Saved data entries
********************
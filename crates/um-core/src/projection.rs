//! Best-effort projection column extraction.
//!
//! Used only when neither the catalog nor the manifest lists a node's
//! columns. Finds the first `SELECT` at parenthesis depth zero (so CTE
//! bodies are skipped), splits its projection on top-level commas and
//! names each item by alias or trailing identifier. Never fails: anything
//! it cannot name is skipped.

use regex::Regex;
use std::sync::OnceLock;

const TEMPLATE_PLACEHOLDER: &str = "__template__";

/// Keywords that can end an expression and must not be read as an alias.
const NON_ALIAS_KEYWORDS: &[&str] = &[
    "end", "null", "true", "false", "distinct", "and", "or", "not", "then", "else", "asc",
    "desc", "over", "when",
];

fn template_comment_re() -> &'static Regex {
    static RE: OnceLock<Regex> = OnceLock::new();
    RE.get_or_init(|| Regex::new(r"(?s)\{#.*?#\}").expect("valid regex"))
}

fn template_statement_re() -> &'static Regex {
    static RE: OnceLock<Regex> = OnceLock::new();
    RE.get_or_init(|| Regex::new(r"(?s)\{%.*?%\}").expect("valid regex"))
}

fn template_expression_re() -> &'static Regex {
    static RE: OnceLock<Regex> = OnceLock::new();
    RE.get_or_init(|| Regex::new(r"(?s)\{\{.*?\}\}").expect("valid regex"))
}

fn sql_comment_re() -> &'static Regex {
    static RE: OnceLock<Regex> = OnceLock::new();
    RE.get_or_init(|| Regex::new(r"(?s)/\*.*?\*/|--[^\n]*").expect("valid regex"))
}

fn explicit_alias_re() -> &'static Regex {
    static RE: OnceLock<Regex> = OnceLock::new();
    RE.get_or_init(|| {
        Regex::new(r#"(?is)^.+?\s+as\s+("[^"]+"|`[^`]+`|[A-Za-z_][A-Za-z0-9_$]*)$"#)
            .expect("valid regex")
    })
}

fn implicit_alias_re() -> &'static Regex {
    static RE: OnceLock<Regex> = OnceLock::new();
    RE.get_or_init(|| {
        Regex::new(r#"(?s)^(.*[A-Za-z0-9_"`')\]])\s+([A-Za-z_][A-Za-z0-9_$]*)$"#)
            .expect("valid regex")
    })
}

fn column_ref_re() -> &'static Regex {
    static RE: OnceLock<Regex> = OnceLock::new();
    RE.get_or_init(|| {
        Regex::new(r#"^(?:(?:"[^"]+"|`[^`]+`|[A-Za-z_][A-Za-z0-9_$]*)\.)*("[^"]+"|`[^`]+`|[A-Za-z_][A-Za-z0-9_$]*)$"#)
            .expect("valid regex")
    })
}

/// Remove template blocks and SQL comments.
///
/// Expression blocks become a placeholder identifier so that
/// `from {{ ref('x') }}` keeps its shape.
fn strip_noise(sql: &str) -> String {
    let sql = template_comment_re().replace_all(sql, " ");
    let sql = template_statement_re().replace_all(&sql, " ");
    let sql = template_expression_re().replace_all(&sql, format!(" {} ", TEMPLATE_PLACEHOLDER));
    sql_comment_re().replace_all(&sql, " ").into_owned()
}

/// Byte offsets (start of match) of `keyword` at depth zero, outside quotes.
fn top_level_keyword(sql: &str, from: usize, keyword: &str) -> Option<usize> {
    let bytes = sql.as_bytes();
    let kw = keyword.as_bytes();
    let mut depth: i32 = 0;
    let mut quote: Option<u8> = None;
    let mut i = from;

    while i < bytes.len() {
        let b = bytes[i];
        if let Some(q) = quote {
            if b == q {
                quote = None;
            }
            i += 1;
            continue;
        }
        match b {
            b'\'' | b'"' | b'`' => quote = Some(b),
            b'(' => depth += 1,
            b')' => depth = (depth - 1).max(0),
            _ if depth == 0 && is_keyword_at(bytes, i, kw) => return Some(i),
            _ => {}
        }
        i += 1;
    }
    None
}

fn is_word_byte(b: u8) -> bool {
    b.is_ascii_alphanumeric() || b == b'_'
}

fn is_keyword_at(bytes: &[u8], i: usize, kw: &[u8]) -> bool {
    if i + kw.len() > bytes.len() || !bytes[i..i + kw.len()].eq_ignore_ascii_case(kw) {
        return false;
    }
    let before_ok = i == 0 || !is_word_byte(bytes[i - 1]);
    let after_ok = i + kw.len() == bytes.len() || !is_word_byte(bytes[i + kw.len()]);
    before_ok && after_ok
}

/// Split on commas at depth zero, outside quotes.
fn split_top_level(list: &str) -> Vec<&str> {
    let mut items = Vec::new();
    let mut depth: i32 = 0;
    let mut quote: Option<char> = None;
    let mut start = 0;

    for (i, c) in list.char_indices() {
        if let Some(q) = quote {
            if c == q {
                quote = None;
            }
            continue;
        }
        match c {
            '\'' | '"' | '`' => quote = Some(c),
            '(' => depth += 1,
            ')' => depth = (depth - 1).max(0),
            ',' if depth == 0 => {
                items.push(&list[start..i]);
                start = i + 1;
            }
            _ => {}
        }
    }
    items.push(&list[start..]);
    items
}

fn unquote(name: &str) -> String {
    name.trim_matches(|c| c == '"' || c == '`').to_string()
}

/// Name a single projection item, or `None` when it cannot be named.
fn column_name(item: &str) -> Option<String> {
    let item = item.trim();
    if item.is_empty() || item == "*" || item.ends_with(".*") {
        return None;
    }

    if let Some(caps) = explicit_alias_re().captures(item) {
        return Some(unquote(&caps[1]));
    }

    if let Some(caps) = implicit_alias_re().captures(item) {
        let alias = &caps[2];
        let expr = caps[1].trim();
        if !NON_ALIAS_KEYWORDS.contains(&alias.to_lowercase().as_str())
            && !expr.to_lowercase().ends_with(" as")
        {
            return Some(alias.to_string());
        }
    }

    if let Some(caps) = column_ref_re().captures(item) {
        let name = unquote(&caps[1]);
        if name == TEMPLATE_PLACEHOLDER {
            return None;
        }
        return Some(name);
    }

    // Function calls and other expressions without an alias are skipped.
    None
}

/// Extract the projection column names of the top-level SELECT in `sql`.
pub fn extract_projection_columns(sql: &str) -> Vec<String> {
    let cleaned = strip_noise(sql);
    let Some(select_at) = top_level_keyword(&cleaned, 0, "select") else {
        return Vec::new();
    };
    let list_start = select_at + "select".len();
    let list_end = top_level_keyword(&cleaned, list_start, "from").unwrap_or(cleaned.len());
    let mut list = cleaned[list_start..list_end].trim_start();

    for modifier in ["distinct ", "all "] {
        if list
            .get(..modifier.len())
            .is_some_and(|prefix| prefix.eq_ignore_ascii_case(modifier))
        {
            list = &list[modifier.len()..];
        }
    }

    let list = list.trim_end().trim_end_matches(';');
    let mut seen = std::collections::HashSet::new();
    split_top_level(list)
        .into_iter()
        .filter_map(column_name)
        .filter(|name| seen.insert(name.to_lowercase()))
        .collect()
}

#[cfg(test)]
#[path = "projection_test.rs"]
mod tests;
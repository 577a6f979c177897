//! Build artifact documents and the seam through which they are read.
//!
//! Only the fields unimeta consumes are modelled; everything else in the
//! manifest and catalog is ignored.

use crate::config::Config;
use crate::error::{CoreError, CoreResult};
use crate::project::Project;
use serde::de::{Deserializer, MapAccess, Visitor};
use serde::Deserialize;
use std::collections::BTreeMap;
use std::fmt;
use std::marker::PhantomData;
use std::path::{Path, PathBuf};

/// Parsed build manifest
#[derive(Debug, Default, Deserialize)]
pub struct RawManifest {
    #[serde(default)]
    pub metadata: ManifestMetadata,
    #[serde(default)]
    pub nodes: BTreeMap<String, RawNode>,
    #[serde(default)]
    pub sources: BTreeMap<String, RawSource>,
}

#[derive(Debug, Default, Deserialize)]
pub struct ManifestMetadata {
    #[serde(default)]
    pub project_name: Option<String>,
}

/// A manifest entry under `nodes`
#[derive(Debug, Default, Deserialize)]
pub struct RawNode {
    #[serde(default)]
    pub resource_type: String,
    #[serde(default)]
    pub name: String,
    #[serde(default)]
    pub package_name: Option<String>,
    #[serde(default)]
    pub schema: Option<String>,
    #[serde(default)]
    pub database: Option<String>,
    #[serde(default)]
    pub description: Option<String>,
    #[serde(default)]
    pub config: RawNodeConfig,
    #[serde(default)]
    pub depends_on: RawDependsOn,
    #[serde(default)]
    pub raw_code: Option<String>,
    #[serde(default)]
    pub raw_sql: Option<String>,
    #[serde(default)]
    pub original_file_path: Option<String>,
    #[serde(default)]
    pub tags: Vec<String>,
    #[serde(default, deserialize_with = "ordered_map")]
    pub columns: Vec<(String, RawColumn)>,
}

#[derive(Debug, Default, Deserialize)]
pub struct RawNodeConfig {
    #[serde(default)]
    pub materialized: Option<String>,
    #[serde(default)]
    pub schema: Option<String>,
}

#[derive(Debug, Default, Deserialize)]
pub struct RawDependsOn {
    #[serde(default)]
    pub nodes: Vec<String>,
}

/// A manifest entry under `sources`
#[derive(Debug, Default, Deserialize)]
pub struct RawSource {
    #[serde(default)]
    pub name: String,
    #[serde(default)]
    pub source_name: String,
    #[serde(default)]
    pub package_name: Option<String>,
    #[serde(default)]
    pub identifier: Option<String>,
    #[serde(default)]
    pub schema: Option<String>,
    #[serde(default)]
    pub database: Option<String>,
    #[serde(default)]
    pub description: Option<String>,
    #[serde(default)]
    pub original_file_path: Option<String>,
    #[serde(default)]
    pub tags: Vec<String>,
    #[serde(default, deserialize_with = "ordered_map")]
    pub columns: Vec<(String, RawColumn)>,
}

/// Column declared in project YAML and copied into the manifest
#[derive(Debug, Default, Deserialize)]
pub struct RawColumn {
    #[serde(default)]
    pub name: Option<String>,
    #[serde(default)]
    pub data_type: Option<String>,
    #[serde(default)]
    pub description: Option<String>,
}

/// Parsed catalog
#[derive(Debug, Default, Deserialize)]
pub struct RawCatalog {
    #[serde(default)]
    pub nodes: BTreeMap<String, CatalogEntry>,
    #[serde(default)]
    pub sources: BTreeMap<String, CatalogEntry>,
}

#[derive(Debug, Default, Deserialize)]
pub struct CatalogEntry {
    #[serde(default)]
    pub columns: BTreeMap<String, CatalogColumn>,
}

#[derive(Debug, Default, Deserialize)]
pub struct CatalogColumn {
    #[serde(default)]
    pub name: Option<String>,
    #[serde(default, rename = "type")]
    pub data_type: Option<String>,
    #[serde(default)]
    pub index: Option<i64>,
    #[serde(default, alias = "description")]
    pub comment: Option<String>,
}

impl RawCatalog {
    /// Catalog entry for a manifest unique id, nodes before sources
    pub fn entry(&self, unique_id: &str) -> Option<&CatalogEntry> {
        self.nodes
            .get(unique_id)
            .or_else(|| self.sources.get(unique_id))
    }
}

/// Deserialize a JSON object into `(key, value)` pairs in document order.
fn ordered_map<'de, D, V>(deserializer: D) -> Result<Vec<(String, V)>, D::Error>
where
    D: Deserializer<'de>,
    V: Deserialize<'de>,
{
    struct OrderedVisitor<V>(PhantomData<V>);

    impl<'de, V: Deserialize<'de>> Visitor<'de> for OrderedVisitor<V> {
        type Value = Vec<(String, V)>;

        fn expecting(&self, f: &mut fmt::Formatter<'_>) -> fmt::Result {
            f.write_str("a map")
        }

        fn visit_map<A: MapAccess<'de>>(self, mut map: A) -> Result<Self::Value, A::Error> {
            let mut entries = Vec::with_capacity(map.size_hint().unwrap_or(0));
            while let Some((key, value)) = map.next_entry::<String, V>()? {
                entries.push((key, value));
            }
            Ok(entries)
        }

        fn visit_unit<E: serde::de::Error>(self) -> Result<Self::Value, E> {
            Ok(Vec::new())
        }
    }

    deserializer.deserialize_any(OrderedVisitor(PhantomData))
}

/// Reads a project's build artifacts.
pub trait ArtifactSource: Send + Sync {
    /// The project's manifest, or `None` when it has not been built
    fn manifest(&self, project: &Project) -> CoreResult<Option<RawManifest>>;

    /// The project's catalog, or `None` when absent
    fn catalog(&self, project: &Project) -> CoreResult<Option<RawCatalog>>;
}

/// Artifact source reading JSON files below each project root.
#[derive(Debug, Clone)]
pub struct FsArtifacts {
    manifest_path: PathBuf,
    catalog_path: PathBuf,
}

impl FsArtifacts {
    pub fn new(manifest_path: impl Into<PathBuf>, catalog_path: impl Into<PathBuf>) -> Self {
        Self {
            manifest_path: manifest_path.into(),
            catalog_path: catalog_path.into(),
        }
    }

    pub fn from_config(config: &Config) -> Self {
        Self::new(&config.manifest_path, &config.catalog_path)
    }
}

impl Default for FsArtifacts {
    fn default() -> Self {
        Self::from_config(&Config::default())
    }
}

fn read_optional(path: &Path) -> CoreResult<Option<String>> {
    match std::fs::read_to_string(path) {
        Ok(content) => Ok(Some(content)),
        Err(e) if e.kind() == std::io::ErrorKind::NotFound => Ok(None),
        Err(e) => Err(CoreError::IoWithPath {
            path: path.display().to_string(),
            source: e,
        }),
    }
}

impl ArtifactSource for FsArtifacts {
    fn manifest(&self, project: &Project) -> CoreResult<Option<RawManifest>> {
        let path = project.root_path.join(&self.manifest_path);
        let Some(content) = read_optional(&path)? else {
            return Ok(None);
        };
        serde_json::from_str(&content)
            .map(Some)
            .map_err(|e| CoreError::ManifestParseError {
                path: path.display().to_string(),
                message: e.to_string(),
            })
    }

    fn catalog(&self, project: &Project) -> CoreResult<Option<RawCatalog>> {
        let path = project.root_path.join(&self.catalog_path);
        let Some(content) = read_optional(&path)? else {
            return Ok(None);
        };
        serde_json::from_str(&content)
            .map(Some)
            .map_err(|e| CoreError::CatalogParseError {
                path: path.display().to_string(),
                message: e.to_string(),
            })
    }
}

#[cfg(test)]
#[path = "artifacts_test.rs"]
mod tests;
********************
**Task details:** Write out exactly the lines above between the line with "let b = bytes[i];" and the line with "if i + kw.len()", inclusive, and nothing beyond them.

**Response to this task:**
        let b = bytes[i];
        if let Some(q) = quote {
            if b == q {
                quote = None;
            }
            i += 1;
            continue;
        }
        match b {
            b'\'' | b'"' | b'`' => quote = Some(b),
            b'(' => depth += 1,
            b')' => depth = (depth - 1).max(0),
            _ if depth == 0 && is_keyword_at(bytes, i, kw) => return Some(i),
            _ => {}
        }
        i += 1;
    }
    None
}

fn is_word_byte(b: u8) -> bool {
    b.is_ascii_alphanumeric() || b == b'_'
}

fn is_keyword_at(bytes: &[u8], i: usize, kw: &[u8]) -> bool {
    if i + kw.len() > bytes.len() || !bytes[i..i + kw.len()].eq_ignore_ascii_case(kw) {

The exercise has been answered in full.